1. these things need to remember to focus on what matters with regard differentiation for the actual thing that is being tested. Just my experience over the years of working in eg differentiating things (and yes also many years of market research/insight - strange how those two areas overlapped, but basically I've done a lot of 'how do we find out/measure/validly rank' type stuff), and having to keep eye on prize as to 'what do we need/matters' rather than just ways of differentiating/ranking/getting a figure. My steroid bit goes into that somewhat - lots might change but only certain things maybe are really differentiating at a certain time period. A similar point might be that if we went with hr or something then whether it helped ME or not that (or other drugs) might might it go up anyway in some people.

2. there are some things worth trying where we can't predict where the benefit will be, but it is significant none the less which is why I included the b12 in my examples of thinking through some things in actually context/history. I haven't thought through how we accommodate for that.

I think we need to be open to the possibility that we live with such a symptom load that even if we anticipate x will mean we could do more or change something, if we realised that issue we didn't talk about anymore of a constant thick headache disappearing or breathing better (not having noticed it before) then who knows if it is 'unrelated' but it is worth having if we've done the off-on enough times so it isn't just coincidence. I'm not sure even the longer tranche of questions/symptoms would anticipate that because we mightn't realise our headache was a 4/5 and not a 2/5 because our frame of reference had been skewed by it being there so constantly (and getting worse from there) but once it disappears and the idea of it coming back then it becomes more than a 2/5?

It probably feels like those 2 points are the polar opposite of each other.

The normal approach for both of these would be to run exploratory research so we go into such things with a sense of where the 'good and bad effects' are likely to lie/appear. SO if something makes you more clear thinking it can make sure it includes that.
 
Oops, I think I might have misunderstood the thread—I thought it was about how we measure outcomes. Ignore my waffle!
It’s not waffle! It’s all really useful. Sorry I didn’t mean to dissuade any discussion.

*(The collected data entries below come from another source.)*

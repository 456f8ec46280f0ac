//! # Driven Ports (Outbound SPI)
//!
//! Collaborators the host node must provide. The ingress core only
//! classifies and hands off; it never encodes bytes, serves bootstrap
//! requests or processes realtime traffic itself.

use std::net::SocketAddr;
use std::sync::Arc;
use std::time::Duration;

use async_trait::async_trait;

use crate::domain::{
    DeserializeError, HandshakeError, HandshakeQuery, HandshakeResponse, Message, NodeId,
    TransportError,
};
use crate::service::{ResumeHandle, Session};

/// Accepted transport connection.
///
/// # Thread Safety
///
/// `close` may be called from any task while a read or write is pending;
/// the pending operation must then complete with [`TransportError::Closed`].
#[async_trait]
pub trait Socket: Send + Sync {
    /// Peer address captured at accept time.
    fn remote_endpoint(&self) -> SocketAddr;

    /// Read up to `buf.len()` bytes. End of stream is [`TransportError::Closed`].
    async fn read(&self, buf: &mut [u8]) -> Result<usize, TransportError>;

    /// Write the whole buffer.
    async fn write(&self, bytes: &[u8]) -> Result<(), TransportError>;

    /// Close the connection. Idempotent.
    fn close(&self);

    /// True once closed locally or by the peer.
    fn is_closed(&self) -> bool;
}

/// Stateful per-session message reader.
///
/// Keeps partial frames between calls, so one instance must serve exactly
/// one socket.
#[async_trait]
pub trait MessageDeserializer: Send {
    /// Read the next complete message from `socket`.
    async fn read(&mut self, socket: &dyn Socket) -> Result<Message, DeserializeError>;
}

/// Wire codec owned by the host.
pub trait MessageCodec: Send + Sync {
    /// Fresh deserializer for a new session.
    fn deserializer(&self) -> Box<dyn MessageDeserializer>;

    /// Encode a message for sending.
    fn serialize(&self, message: &Message) -> Vec<u8>;
}

/// Node-id proof provider and verifier.
pub trait HandshakeAuthority: Send + Sync {
    /// Our own query for `remote`, attached to outgoing responses.
    ///
    /// `None` when a cookie for that endpoint is already outstanding.
    fn prepare_query(&self, remote: SocketAddr) -> Option<HandshakeQuery>;

    /// Sign the peer's cookie, proving our node id.
    fn prepare_response(
        &self,
        query: &HandshakeQuery,
        v2: bool,
    ) -> Result<HandshakeResponse, HandshakeError>;

    /// Verify a response against the cookie issued to `remote`.
    fn verify_response(
        &self,
        response: &HandshakeResponse,
        remote: SocketAddr,
    ) -> Result<NodeId, HandshakeError>;

    /// Drop cookies issued more than `max_age` ago. Returns how many went.
    ///
    /// Called from the listener's maintenance task.
    fn purge(&self, _max_age: Duration) -> usize {
        0
    }
}

/// Serves bootstrap requests.
///
/// The session's receive loop stays paused until the server calls
/// [`ResumeHandle::resume`]; dropping the handle ends the session.
pub trait BootstrapServer: Send + Sync {
    /// Take over one bootstrap request.
    fn serve(&self, session: Arc<Session>, request: Message, resume: ResumeHandle);
}

/// Receives realtime traffic. Never blocks the receive loop.
pub trait RealtimeSink: Send + Sync {
    /// A session was promoted to realtime.
    fn connection_established(&self, _session: &Arc<Session>) {}

    /// Queue a realtime message for processing.
    fn queue(&self, session: &Arc<Session>, message: Message);
}
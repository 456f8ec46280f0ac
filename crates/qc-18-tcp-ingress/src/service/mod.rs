//! # Service Layer
//!
//! Wires the domain rules to the ports:
//! - [`TcpListener`]: accept loop, admission, weak session registry
//! - [`Session`]: per-socket receive loop and role state machine

pub mod admission;
pub mod dispatch;
pub mod listener;
pub mod session;
pub mod stats;

pub use admission::AddressRegistry;
pub use dispatch::{route, Route};
pub use listener::{OnConnected, TcpListener};
pub use session::{ProcessResult, ResumeHandle, Session};
pub use stats::{IngressMetrics, IngressStats, RoleCounters};

use std::sync::Arc;

use tokio::sync::watch;

use crate::config::SessionConfig;
use crate::ports::{BootstrapServer, HandshakeAuthority, MessageCodec, RealtimeSink};

/// Collaborators and shared state handed to every session.
pub struct SessionContext {
    /// Per-session policy.
    pub config: SessionConfig,
    /// Wire codec.
    pub codec: Arc<dyn MessageCodec>,
    /// Node-id proofs.
    pub authority: Arc<dyn HandshakeAuthority>,
    /// Bootstrap request server.
    pub bootstrap: Arc<dyn BootstrapServer>,
    /// Realtime message consumer.
    pub realtime: Arc<dyn RealtimeSink>,
    /// Live sessions per role.
    pub counters: Arc<RoleCounters>,
    /// Monotonic counters.
    pub metrics: Arc<IngressMetrics>,
}

impl SessionContext {
    /// Context with fresh counters.
    pub fn new(
        config: SessionConfig,
        codec: Arc<dyn MessageCodec>,
        authority: Arc<dyn HandshakeAuthority>,
        bootstrap: Arc<dyn BootstrapServer>,
        realtime: Arc<dyn RealtimeSink>,
    ) -> Self {
        Self {
            config,
            codec,
            authority,
            bootstrap,
            realtime,
            counters: Arc::new(RoleCounters::new()),
            metrics: Arc::new(IngressMetrics::new()),
        }
    }
}

/// Resolves once `true` is published on `stop`, or the sender is gone.
pub(crate) async fn stop_requested(stop: &mut watch::Receiver<bool>) {
    loop {
        if *stop.borrow_and_update() {
            return;
        }
        if stop.changed().await.is_err() {
            return;
        }
    }
}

I think I’ve just got really into the idea of trying something ourselves and tweaking it until it works then letting some researchers run with it.
 
Oops, I think I might have misunderstood the thread—I thought it was about how we measure outcomes. Ignore my waffle!
I think I may have confused matters with my focus on trials!

It’s not waffle! It’s all really useful. Sorry I didn’t mean to dissuade any discussion.

I think I’ve just got really into the idea of trying something ourselves and tweaking it until it works then letting some researchers run with it.
I have slightly lost the plot, I realise! What uses are we thinking of for this measure?